論語 / 顔淵篇
季康子患盜,問於孔子。孔子對曰:「苟子之不欲,雖賞之不竊。」
新字:季康子患盗,問於孔子。孔子対曰:「苟子之不欲,雖賞之不窃。」
書き下し
季康子、盗を患えて、孔子に問う。孔子対えて曰く、「苟くも子の欲せずんば、之を賞すと雖も竊まざらん。」
現代語訳
季康子が盗賊の多さを憂えて、孔子に尋ねた。孔子はお答えした。「もしあなた自身が欲張らなければ、褒美を出して盗ませようとしても、誰も盗まないでしょう。」
解説
盗賊対策を尋ねられて、あなたが欲を出さなければよい、と答えた。
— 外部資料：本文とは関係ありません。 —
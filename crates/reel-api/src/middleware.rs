//! API middleware.

use axum::body::Body;
use axum::http::{HeaderValue, Request, Response};
use axum::middleware::Next;
use std::time::Instant;
use tower_http::cors::{Any, CorsLayer};
use tracing::info;
use uuid::Uuid;

/// Create CORS layer.
pub fn cors_layer(origins: &[String]) -> CorsLayer {
    let cors = CorsLayer::new()
        .allow_methods(Any)
        .allow_headers(Any)
        .max_age(std::time::Duration::from_secs(600));

    if origins.iter().any(|o| o == "*") {
        cors.allow_origin(Any)
    } else {
        let origins: Vec<HeaderValue> = origins.iter().filter_map(|o| o.parse().ok()).collect();
        cors.allow_origin(origins)
    }
}

/// Request ID middleware.
pub async fn request_id(mut request: Request<Body>, next: Next) -> Response<Body> {
    let request_id = request
        .headers()
        .get("X-Request-ID")
        .and_then(|v| v.to_str().ok())
        .map(|s| s.to_string())
        .unwrap_or_else(|| Uuid::new_v4().to_string());

    request.extensions_mut().insert(request_id.clone());

    let mut response = next.run(request).await;

    if let Ok(value) = request_id.parse() {
        response.headers_mut().insert("X-Request-ID", value);
    }
    response
}

/// Request logging middleware.
pub async fn request_logging(request: Request<Body>, next: Next) -> Response<Body> {
    let method = request.method().clone();
    let uri = request.uri().clone();
    let start = Instant::now();

    let response = next.run(request).await;

    let status = response.status();
    let duration = start.elapsed();

    // Skip health check logging
    if uri.path() != "/health" && uri.path() != "/ready" {
        info!(
            method = %method,
            uri = %uri,
            status = %status,
            duration_ms = %duration.as_millis(),
            "Request completed"
        );
    }

    response
}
取り締まりの話を一切していない。上位者の貪欲が、下の盗みを生むという因果を示したのである。季康子は税を重く取り立てていた。上が奪えば、下も奪う。上が公正なら、褒美を出しても盗まない。極端な言い方だが、規範がどこから伝播するかを言い当てている。組織の不正対策にも通じる。監視を強め、罰則を厳しくするのは自然な発想だが、経営層が経費や取引で線を越えていれば、規則は建前として扱われる。現場は上の振る舞いを驚くほど正確に把握している。制度で押さえられるのは、規範が生きている組織での逸脱までである。規範そのものが上から壊れている場合、制度は効かない。